A notícia do processo de Josef K. se espalha e até mesmo um tio dele que mora em outra cidade fica sabendo e vem para saber o que está acontecendo. Acaba levando-o a um advogado, um antigo colega do tio, que está doente e acamado e recebe os acusados no seu quarto. Ele é cuidado por uma moça muito jovem que tem prazer em se relacionar com os acusados e que gosta de narrar tudo o que se passa para o advogado, como uma forma de entretê-lo. Na primeira visita ao advogado, ele se esquece do seu processo e vai atrás da moça e passa horas com ela, deixando o tio e o advogado sem nenhuma explicação.

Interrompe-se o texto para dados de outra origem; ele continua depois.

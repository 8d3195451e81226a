//! Handler tests for Products domain
//!
//! These drive the products router end to end over the in-memory repository:
//! - Request parsing and validation order
//! - HTTP status codes
//! - Error envelope (`code`, `error`, `message`)

use axum::Router;
use axum::body::Body;
use axum::http::{Request, StatusCode};
use domain_products::*;
use http_body_util::BodyExt;
use serde_json::{Value, json};
use tower::ServiceExt; // For oneshot()

fn app() -> Router {
    handlers::router(ProductService::new(InMemoryProductRepository::new()))
}

// Helper to parse JSON response body
async fn json_body<T: serde::de::DeserializeOwned>(body: Body) -> T {
    let bytes = body.collect().await.unwrap().to_bytes();
    serde_json::from_slice(&bytes).unwrap()
}

async fn send(app: &Router, method: &str, uri: &str, body: Option<Value>) -> (StatusCode, Value) {
    let builder = Request::builder().method(method).uri(uri);
    let request = match body {
        Some(body) => builder
            .header("content-type", "application/json")
            .body(Body::from(body.to_string()))
            .unwrap(),
        None => builder.body(Body::empty()).unwrap(),
    };

    let response = app.clone().oneshot(request).await.unwrap();
    let status = response.status();
    let bytes = response.into_body().collect().await.unwrap().to_bytes();
    let value = if bytes.is_empty() {
        Value::Null
    } else {
        serde_json::from_slice(&bytes).unwrap()
    };
    (status, value)
}

async fn seed(app: &Router, names: &[&str]) {
    for (i, name) in names.iter().enumerate() {
        let (status, _) = send(
            app,
            "POST",
            "/",
            Some(json!({ "name": name, "price": i as f64 })),
        )
        .await;
        assert_eq!(status, StatusCode::CREATED);
    }
}

fn ids(body: &Value) -> Vec<i64> {
    body.as_array()
        .unwrap()
        .iter()
        .map(|p| p["id"].as_i64().unwrap())
        .collect()
}

#[tokio::test]
async fn test_product_lifecycle() {
    let app = app();

    let widget = json!({"name": "Widget", "price": 10});
    let (status, created) = send(&app, "POST", "/", Some(widget)).await;
    assert_eq!(status, StatusCode::CREATED);
    assert_eq!(created["id"], 1);
    assert_eq!(created["name"], "Widget");
    assert_eq!(created["price"], 10.0);
    assert!(created["description"].is_null());
    assert!(created["imageName"].is_null());
    assert!(created["createdAt"].is_string());
    assert!(created["updatedAt"].is_string());

    let (status, conflict) =
        send(&app, "POST", "/", Some(json!({"name": "Widget", "price": 20}))).await;
    assert_eq!(status, StatusCode::BAD_REQUEST);
    assert_eq!(conflict["error"], "CONFLICT");
    assert_eq!(conflict["message"], "Product with name 'Widget' already exists");

    let (status, fetched) = send(&app, "GET", "/1", None).await;
    assert_eq!(status, StatusCode::OK);
    assert_eq!(fetched["price"], 10.0);

    let (status, updated) = send(&app, "PATCH", "/1", Some(json!({"price": 15}))).await;
    assert_eq!(status, StatusCode::OK);
    assert_eq!(updated["price"], 15.0);
    assert_eq!(updated["name"], "Widget");
    assert_eq!(updated["createdAt"], created["createdAt"]);

    let (status, deleted) = send(&app, "DELETE", "/1", None).await;
    assert_eq!(status, StatusCode::OK);
    assert_eq!(deleted["id"], 1);
    assert_eq!(deleted["price"], 15.0);

    let (status, missing) = send(&app, "GET", "/1", None).await;
    assert_eq!(status, StatusCode::NOT_FOUND);
    assert_eq!(missing["error"], "NOT_FOUND");
}

#[tokio::test]
async fn test_create_returns_all_input_fields() {
    let app = app();

    let (status, product) = send(
        &app,
        "POST",
        "/",
        Some(json!({
            "name": "Gadget",
            "description": "A handy gadget",
            "price": 99.5,
            "imageName": "gadget.png"
        })),
    )
    .await;

    assert_eq!(status, StatusCode::CREATED);
    assert_eq!(product["description"], "A handy gadget");
    assert_eq!(product["imageName"], "gadget.png");
    assert_eq!(product["price"], 99.5);
}

#[tokio::test]
async fn test_create_validation_errors() {
    let app = app();

    let cases = [
        json!({"name": "ab", "price": 10}),
        json!({"name": "a".repeat(256), "price": 10}),
        json!({"name": "", "price": 10}),
        json!({"price": 10}),
        json!({"name": "Widget", "price": -1}),
        json!({"name": "Widget", "price": 1_000_001}),
        json!({"name": "Widget"}),
        json!({"name": "Widget", "price": "ten"}),
        json!({"name": "Widget", "price": 10, "imageName": "ab"}),
    ];

    for body in cases {
        let (status, error) = send(&app, "POST", "/", Some(body.clone())).await;
        assert_eq!(status, StatusCode::BAD_REQUEST, "accepted {}", body);
        assert_eq!(error["error"], "VALIDATION_ERROR", "{}", body);
        assert_eq!(error["code"], 1001);
    }

    let (_, count) = send(&app, "GET", "/count", None).await;
    assert_eq!(count, 0);
}

#[tokio::test]
async fn test_validation_message_is_aggregated() {
    let app = app();

    let body = json!({"name": "ab", "price": -5});
    let (status, error) = send(&app, "POST", "/", Some(body)).await;
    assert_eq!(status, StatusCode::BAD_REQUEST);

    let message = error["message"].as_str().unwrap();
    assert!(message.contains("at \"name\""), "{}", message);
    assert!(message.contains("at \"price\""), "{}", message);
}

#[tokio::test]
async fn test_duplicate_name_checked_after_validation() {
    let app = app();
    seed(&app, &["Widget"]).await;

    // Invalid price wins over the duplicate name
    let body = json!({"name": "Widget", "price": -1});
    let (status, error) = send(&app, "POST", "/", Some(body)).await;
    assert_eq!(status, StatusCode::BAD_REQUEST);
    assert_eq!(error["error"], "VALIDATION_ERROR");
}

#[tokio::test]
async fn test_invalid_id_is_bad_request() {
    let app = app();
    seed(&app, &["Widget"]).await;

    for (method, body) in [
        ("GET", None),
        ("PATCH", Some(json!({"price": 1}))),
        ("DELETE", None),
    ] {
        let (status, error) = send(&app, method, "/abc", body).await;
        assert_eq!(status, StatusCode::BAD_REQUEST, "{}", method);
        assert_eq!(error["error"], "INVALID_ID");
        assert_eq!(
            error["message"],
            "Invalid ID format. Please provide a valid number."
        );
    }
}

#[tokio::test]
async fn test_unknown_id_is_not_found() {
    let app = app();
    seed(&app, &["Widget"]).await;

    for (method, body) in [
        ("GET", None),
        ("PATCH", Some(json!({"price": 1}))),
        ("DELETE", None),
    ] {
        let (status, error) = send(&app, method, "/999", body).await;
        assert_eq!(status, StatusCode::NOT_FOUND, "{}", method);
        assert_eq!(error["code"], 1004);
    }

    let (_, count) = send(&app, "GET", "/count", None).await;
    assert_eq!(count, 1);
}

#[tokio::test]
async fn test_update_checks_body_before_id() {
    let app = app();

    // Both the body and the id are bad: the body is reported
    let (status, error) = send(&app, "PATCH", "/abc", Some(json!({"price": -1}))).await;
    assert_eq!(status, StatusCode::BAD_REQUEST);
    assert_eq!(error["error"], "VALIDATION_ERROR");

    // Valid body, bad id
    let (_, error) = send(&app, "PATCH", "/abc", Some(json!({"price": 1}))).await;
    assert_eq!(error["error"], "INVALID_ID");

    // Valid body and id, no such product
    let (status, _) = send(&app, "PATCH", "/5", Some(json!({"price": 1}))).await;
    assert_eq!(status, StatusCode::NOT_FOUND);
}

#[tokio::test]
async fn test_explicit_null_is_validation_error() {
    let app = app();

    let body = json!({"name": "Widget", "price": 10, "description": null});
    let (status, error) = send(&app, "POST", "/", Some(body)).await;
    assert_eq!(status, StatusCode::BAD_REQUEST);
    assert_eq!(error["error"], "VALIDATION_ERROR");
    assert!(
        error["message"].as_str().unwrap().contains("found null"),
        "{}",
        error["message"]
    );

    seed(&app, &["Gadget"]).await;
    let (status, error) = send(&app, "PATCH", "/1", Some(json!({"price": null}))).await;
    assert_eq!(status, StatusCode::BAD_REQUEST);
    assert_eq!(error["error"], "VALIDATION_ERROR");

    // Nothing was written by the rejected patch
    let (_, product) = send(&app, "GET", "/1", None).await;
    assert_eq!(product["price"], 0.0);
}

#[tokio::test]
async fn test_update_merges_and_advances_timestamp() {
    let app = app();
    seed(&app, &["Widget"]).await;

    let (_, first) = send(&app, "PATCH", "/1", Some(json!({"price": 15}))).await;
    let (status, second) = send(&app, "PATCH", "/1", Some(json!({"price": 15}))).await;

    assert_eq!(status, StatusCode::OK);
    assert_eq!(first["price"], second["price"]);
    assert_eq!(first["name"], second["name"]);

    let timestamp = |product: &Value| -> chrono::DateTime<chrono::Utc> {
        serde_json::from_value(product["updatedAt"].clone()).unwrap()
    };
    let (t1, t2) = (timestamp(&first), timestamp(&second));
    assert!(t2 >= t1);

    let (status, _) = send(&app, "PATCH", "/1", Some(json!({"name": "x"}))).await;
    assert_eq!(status, StatusCode::BAD_REQUEST);
}

#[tokio::test]
async fn test_list_pagination() {
    let app = app();
    seed(&app, &["alpha", "bravo", "charlie", "delta", "echo"]).await;

    let (status, all) = send(&app, "GET", "/", None).await;
    assert_eq!(status, StatusCode::OK);
    assert_eq!(ids(&all), [1, 2, 3, 4, 5]);

    let (_, taken) = send(&app, "GET", "/?take=2", None).await;
    assert_eq!(ids(&taken), [1, 2]);

    let (_, window) = send(&app, "GET", "/?skip=1&take=2", None).await;
    assert_eq!(ids(&window), [2, 3]);

    let (_, from_zero) = send(&app, "GET", "/?skip=0&take=1", None).await;
    assert_eq!(ids(&from_zero), [1]);

    let (_, skipped) = send(&app, "GET", "/?skip=3", None).await;
    assert_eq!(ids(&skipped), [4, 5]);

    let (_, past_end) = send(&app, "GET", "/?skip=10", None).await;
    assert!(ids(&past_end).is_empty());
}

#[tokio::test]
async fn test_list_rejects_bad_query() {
    let app = app();

    for uri in ["/?take=0", "/?take=101", "/?skip=-1", "/?skip=abc", "/?take=1.5"] {
        let (status, error) = send(&app, "GET", uri, None).await;
        assert_eq!(status, StatusCode::BAD_REQUEST, "{}", uri);
        assert_eq!(error["error"], "VALIDATION_ERROR", "{}", uri);
    }
}

#[tokio::test]
async fn test_count_products() {
    let app = app();

    let (status, count) = send(&app, "GET", "/count", None).await;
    assert_eq!(status, StatusCode::OK);
    assert_eq!(count, 0);

    seed(&app, &["alpha", "bravo"]).await;

    let response = app
        .clone()
        .oneshot(Request::builder().uri("/count").body(Body::empty()).unwrap())
        .await
        .unwrap();
    let count: u64 = json_body(response.into_body()).await;
    assert_eq!(count, 2);
}

#[test]
fn test_openapi_documents_duplicate_name_on_create() {
    use utoipa::OpenApi;

    let doc = serde_json::to_value(ApiDoc::openapi()).unwrap();

    let create = doc["paths"]
        .as_object()
        .unwrap()
        .values()
        .find_map(|item| item.get("post"))
        .unwrap();
    let bad_request = create["responses"]["400"].to_string();
    assert!(
        bad_request.contains("BadRequestConflictResponse"),
        "{}",
        bad_request
    );

    let examples = &doc["components"]["responses"]["BadRequestConflictResponse"]["content"]
        ["application/json"]["examples"];
    assert_eq!(examples["Duplicate"]["value"]["error"], "CONFLICT");
    assert_eq!(examples["Validation"]["value"]["error"], "VALIDATION_ERROR");
}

Agora me digam após este meu breve resumo da primeira parte… isso não é absolutamente irreal?

A segunda metade ainda continua neste universo fantástico, mas se torna um pouco mais interessante. Não saberemos qual é a acusação contra Josef K. Posso estar estragando o livro para alguns, mas o fato é esse; não saberemos o motivo do processo ou quem o está processando.

Ele passa a se envolver mais em sua defesa e tenta entender o forma como a burocracia jurídica é encaminhada. Mas vai percebendo que qualquer esforço é inútil. Tudo é arbitrário e a corrupção parece ser determinante para definir quem vai ser inocentado ou não. O sentimento que nos preenche ao longo desta segunda parte é de uma enorme angústia, porque não há escapatória. Nada faz sentido; não existe justiça; o processo burocrático vai causando entrave atrás de entrave.

Ainda existem inúmeras sensações delirantes, como quando ele vai conversar sobre o seu processo com um pintor que tinha influência com os juízes. O pintor era muito pobre e morava em um quartinho minúsculo que também era seu ateliê. Na hora de ir embora, o pintor sugere que ele saia pela outra porta, que fica bloqueada pela cama. Quando ele passa pela porta, ele percebe que está no prédio da justiça, onde os processos ficam arquivados. E, enquanto ele caminha e fala com as pessoas, em meio àquele ar opressivo, ele descobre que os funcionários moram e trabalham ali e já não sentem mais o vento fresco das ruas.

Confesso que o livro nos prende nessa teia desvairada. Mas não é um livro que me agrade muito.

O que eu realmente gostei foi da forma como ele nos coloca neste labirinto sem saída, frente a um problema insolúvel que poderia acometer cada um de nós.